**Description of the task:** Scan the following material for the string "derive" and copy each line in which it appears.

******

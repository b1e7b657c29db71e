//! Comment entity.

use sea_orm::entity::prelude::*;
use serde::{Deserialize, Serialize};

/// Comment - one contribution to a discussion.
#[derive(Clone, Debug, PartialEq, Eq, DeriveEntityModel, Serialize, Deserialize)]
#[sea_orm(table_name = "comment")]
pub struct Model {
    #[sea_orm(primary_key, auto_increment = false)]
    pub id: String,

    /// Discussion the comment belongs to.
    #[sea_orm(indexed)]
    pub discussion_id: String,

    /// User who wrote the comment.
    #[sea_orm(indexed)]
    pub author_id: String,

    /// Comment body.
    #[sea_orm(column_type = "Text")]
    pub body: String,

    /// When the comment was posted.
    pub created_at: DateTimeWithTimeZone,
}

#[derive(Copy, Clone, Debug, EnumIter, DeriveRelation)]
pub enum Relation {
    #[sea_orm(
        belongs_to = "super::discussion::Entity",
        from = "Column::DiscussionId",
        to = "super::discussion::Column::Id",
        on_delete = "Cascade"
    )]
    Discussion,
    #[sea_orm(
        belongs_to = "super::user::Entity",
        from = "Column::AuthorId",
        to = "super::user::Column::Id",
        on_delete = "Cascade"
    )]
    Author,
}

impl Related<super::discussion::Entity> for Entity {
    fn to() -> RelationDef {
        Relation::Discussion.def()
    }
}

impl ActiveModelBehavior for ActiveModel {}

******

**Solution below:**
#[derive(Clone, Debug, PartialEq, Eq, DeriveEntityModel, Serialize, Deserialize)]
#[derive(Copy, Clone, Debug, EnumIter, DeriveRelation)]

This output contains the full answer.